Undergraduate Institution: Saint Louis University
Graduate Department: Pharmacology and Physiology
Research Mentor: Jinsong Zhang, Ph.D.
Research: Our lab is interested in the mechanisms by which leukemia fusion proteins alter the transcriptome of hematopoietic cells to induce a leukemic state. Of particular interest to us is the t(8;21) translocation and the aberrant transcription factor produced by this translocation, AML1-ETO. By studying the transcriptional corepressors, coactivators, and epigenetic modulators that bind to AML1-ETO and allow it to both activate and repress specific genes, we hope to uncover potential interactions for targeted therapy. 


M4 Students
 
Catherine Cai
 Catherine Cai, Ph.D.

Undergraduate Institution: Emory University (Atlanta, GA)
Graduate Department: Molecular Microbiology & Immunology
Research Mentor: Daniel Hoft, M.D., Ph.D.

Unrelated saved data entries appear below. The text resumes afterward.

//! Tokenization shared by the TF-IDF vectorizers.

use regex::Regex;
use std::sync::LazyLock;

// `\w` covers Unicode marks, so Tamil vowel signs stay inside their word.
static TOKEN_PATTERN: LazyLock<Regex> = LazyLock::new(|| {
    #[allow(clippy::expect_used)]
    Regex::new(r"\b\w\w+\b").expect("token pattern is a valid regex")
});

/// English stop words removed from artist/album/genre documents. Sorted, so
/// lookups can binary search.
const ENGLISH_STOP_WORDS: &[&str] = &[
    "a", "about", "above", "across", "after", "afterwards", "again", "against", "all", "almost",
    "alone", "along", "already", "also", "although", "always", "am", "among", "amongst",
    "amoungst", "amount", "an", "and", "another", "any", "anyhow", "anyone", "anything", "anyway",
    "anywhere", "are", "around", "as", "at", "back", "be", "became", "because", "become",
    "becomes", "becoming", "been", "before", "beforehand", "behind", "being", "below", "beside",
    "besides", "between", "beyond", "bill", "both", "bottom", "but", "by", "call", "can", "cannot",
    "cant", "co", "con", "could", "couldnt", "cry", "de", "describe", "detail", "do", "done",
    "down", "due", "during", "each", "eg", "eight", "either", "eleven", "else", "elsewhere",
    "empty", "enough", "etc", "even", "ever", "every", "everyone", "everything", "everywhere",
    "except", "few", "fifteen", "fifty", "fill", "find", "fire", "first", "five", "for", "former",
    "formerly", "forty", "found", "four", "from", "front", "full", "further", "get", "give", "go",
    "had", "has", "hasnt", "have", "he", "hence", "her", "here", "hereafter", "hereby", "herein",
    "hereupon", "hers", "herself", "him", "himself", "his", "how", "however", "hundred", "i", "ie",
    "if", "in", "inc", "indeed", "interest", "into", "is", "it", "its", "itself", "keep", "last",
    "latter", "latterly", "least", "less", "ltd", "made", "many", "may", "me", "meanwhile",
    "might", "mill", "mine", "more", "moreover", "most", "mostly", "move", "much", "must", "my",
    "myself", "name", "namely", "neither", "never", "nevertheless", "next", "nine", "no", "nobody",
    "none", "noone", "nor", "not", "nothing", "now", "nowhere", "of", "off", "often", "on", "once",
    "one", "only", "onto", "or", "other", "others", "otherwise", "our", "ours", "ourselves", "out",
    "over", "own", "part", "per", "perhaps", "please", "put", "rather", "re", "same", "see",
    "seem", "seemed", "seeming", "seems", "serious", "several", "she", "should", "show", "side",
    "since", "sincere", "six", "sixty", "so", "some", "somehow", "someone", "something",
    "sometime", "sometimes", "somewhere", "still", "such", "system", "take", "ten", "than", "that",
    "the", "their", "them", "themselves", "then", "thence", "there", "thereafter", "thereby",
    "therefore", "therein", "thereupon", "these", "they", "thick", "thin", "third", "this",
    "those", "though", "three", "through", "throughout", "thru", "thus", "to", "together", "too",
    "top", "toward", "towards", "twelve", "twenty", "two", "un", "under", "until", "up", "upon",
    "us", "very", "via", "was", "we", "well", "were", "what", "whatever", "when", "whence",
    "whenever", "where", "whereafter", "whereas", "whereby", "wherein", "whereupon", "wherever",
    "whether", "which", "while", "whither", "who", "whoever", "whole", "whom", "whose", "why",
    "will", "with", "within", "without", "would", "yet", "you", "your", "yours", "yourself",
    "yourselves",
];

/// Lowercase `text` and split it into tokens of two or more word characters.
pub fn tokenize(text: &str) -> Vec<String> {
    let lowered = text.to_lowercase();
    TOKEN_PATTERN
        .find_iter(&lowered)
        .map(|m| m.as_str().to_string())
        .collect()
}

/// Tokenize and drop English stop words.
pub fn tokenize_without_stop_words(text: &str) -> Vec<String> {
    tokenize(text)
        .into_iter()
        .filter(|t| !is_stop_word(t))
        .collect()
}

#[must_use]
pub fn is_stop_word(token: &str) -> bool {
    ENGLISH_STOP_WORDS.binary_search(&token).is_ok()
}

Research: My research seeks to understand the factors that drive protective immunity versus immunopathology during Trypanosoma cruzi infection. Chronic T. cruzi infection results in Chagas disease, a major infectious cause of heart failure. We recently discovered that CD4+ Th17 cells are highly protective against T. cruzi infection and characterized the mechanisms of protection. Ongoing work involves studying the role of Th17 cells in T. cruzi-related cardiac pathology. Broadly speaking, my research interests lie in immunology, infectious diseases, global public health and vaccine development.